● TASK BRIEF
In the records below, find each line containing the word "finish" and copy it.

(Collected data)
Segment Open
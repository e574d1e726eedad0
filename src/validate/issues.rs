use std::fmt;

/// Header line of a rendered [`ValidationError`].
const HEADER: &str = "An Atom validation error occurred:";

/// Every conformance problem found in one validation pass.
///
/// Rendering produces the header line followed by one `- <issue>` line per
/// issue, in discovery order.
#[derive(Debug, Clone, PartialEq, Eq)]
pub struct ValidationError {
    issues: Vec<String>,
}

impl ValidationError {
    /// Issues in discovery order. Never empty.
    pub fn issues(&self) -> &[String] {
        &self.issues
    }

    /// Takes the issues out, in discovery order.
    pub fn into_issues(self) -> Vec<String> {
        self.issues
    }

    /// Combines two validation outcomes, keeping the issues of `first` first.
    pub fn merge(
        first: Result<(), ValidationError>,
        second: Result<(), ValidationError>,
    ) -> Result<(), ValidationError> {
        let mut issues = Issues::new();
        issues.merge(first);
        issues.merge(second);
        issues.finish()
    }
}

impl fmt::Display for ValidationError {
    fn fmt(&self, f: &mut fmt::Formatter<'_>) -> fmt::Result {
        writeln!(f, "{HEADER}")?;
        for issue in &self.issues {
            writeln!(f, "- {issue}")?;
        }
        Ok(())
    }
}

impl std::error::Error for ValidationError {}

/// Collects issues during one validation pass without stopping at the first.
///
/// Each validator builds its own `Issues`, merges the outcomes of the
/// validators it delegates to, and returns [`Issues::finish`].
#[derive(Debug, Default)]
pub(crate) struct Issues {
    issues: Vec<String>,
}

impl Issues {
    pub(crate) fn new() -> Self {
        Self::default()
    }

    pub(crate) fn add(&mut self, issue: impl Into<String>) {
        self.issues.push(issue.into());
    }

    /// Records an external checker's failure using its message verbatim.
    pub(crate) fn add_err(&mut self, err: &impl fmt::Display) {
        self.issues.push(err.to_string());
    }

    /// Appends the issues of a nested outcome. `Ok(())` is a no-op.
    pub(crate) fn merge(&mut self, outcome: Result<(), ValidationError>) {
        if let Err(err) = outcome {
            self.issues.extend(err.issues);
        }
    }

    pub(crate) fn finish(self) -> Result<(), ValidationError> {
        if self.issues.is_empty() {
            Ok(())
        } else {
            Err(ValidationError {
                issues: self.issues,
            })
        }
    }
}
Segment Closed
● ANSWER SPACE
        issues.finish()
/// validators it delegates to, and returns [`Issues::finish`].
    pub(crate) fn finish(self) -> Result<(), ValidationError> {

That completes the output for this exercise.